Kevin Iodice

Personal information
- Date of birth: 12 January 2001 (age 24)
- Place of birth: Schlieren, Switzerland
- Height: 1.83 m (6 ft 0 in)
- Position: Defender

Team information
- Current team: Baden
- Number: 13

Youth career
- 2017–2020: Grasshoppers

Senior career*
- Years: Team / Apps / (Gls)
- 2018–2020: Grasshoppers II / 15 / (1)
- 2020–2021: Grasshoppers / 2 / (0)
- 2021–2023: Vaduz / 24 / (0)
- 2023: Cosmos / 0 / (0)
- 2023–2024: Sammaurese Calcio / 11 / (0)
- 2024: Schaffhausen / 0 / (0)
- 2024–: Baden / 24 / (0)

= Kevin Iodice =

Swiss footballer (born 2001)

Kevin Iodice (born 12 January 2001) is a Swiss footballer who plays as a defender for Swiss Promotion League club Baden.

==Career==
===Grasshoppers===
Iodice was part of the Grasshoppers youth system, playing for their U16, U18 and U19 youth squads during his tenure with the club from 2017 to 2021. During this time he played for Grasshoppers II in the lower Swiss leagues.
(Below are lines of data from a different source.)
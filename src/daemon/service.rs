//! Miracast service controller
//!
//! The top-level state machine the system bus talks to. It owns the network
//! manager while enabled, serializes at most one active session, gates every
//! operation by service state and publishes change notifications to
//! observers. Once a session reaches `Connected` the controller resolves the
//! local address and publishes the RTSP endpoint for the streaming
//! subsystem; when it ends the display-state lock is dropped and an idle
//! timer returns the externally reported state to `Idle`.

use std::net::SocketAddr;
use std::time::Duration;

use thiserror::Error;
use tokio::sync::{mpsc, oneshot};
use tracing::{debug, error, warn};

use super::config::Config;
use super::manager::{ManagerEvent, ManagerHandle, NetworkManager};
use super::system::{DisplayState, SystemController};
use crate::device::{DeviceRole, DeviceState, MacAddress, NetworkDevice};

/// Scan duration used when the caller does not pass one. The supplicant
/// stops the find on its own after this long.
const DEFAULT_SCAN_DURATION: Duration = Duration::from_secs(30);

/// Error taxonomy surfaced to bus clients. A successful operation reports
/// no error at all.
#[derive(Debug, Clone, Copy, PartialEq, Eq, Error)]
pub enum ServiceError {
    #[error("operation failed")]
    Failed,
    #[error("service is not ready")]
    NotReady,
    #[error("another session is already active")]
    Already,
    #[error("invalid parameter")]
    ParamInvalid,
    #[error("invalid state")]
    InvalidState,
}

/// Notifications towards bus observers.
#[derive(Debug, Clone)]
pub enum ServiceEvent {
    Changed,
    DeviceFound(NetworkDevice),
    DeviceLost(NetworkDevice),
    DeviceChanged(NetworkDevice),
    StateChanged(DeviceState),
    /// A session is connected; the RTSP source should bind here.
    SourceReady(SocketAddr),
    /// The connected session ended; the RTSP source must be torn down.
    SourceClosed,
}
Iodice made his senior debut for Grasshopper Club Zürich on 30 July 2020 in a Swiss Super League game against FC Aarau.

===Vaduz===
On 28 January 2021, Iodice was transferred to Vaduz. His contract was signed to run until Summer 2023. During the 2021–22 season, he made 17 appearances in the Swiss Challenge League and two appearances in the FL Cup. Across both competitions, he collected 8 yellow cards.

===Schaffhausen===
After a spell in Italy with Sammaurese, on 13 January 2024 he joined Swiss side Schaffhausen.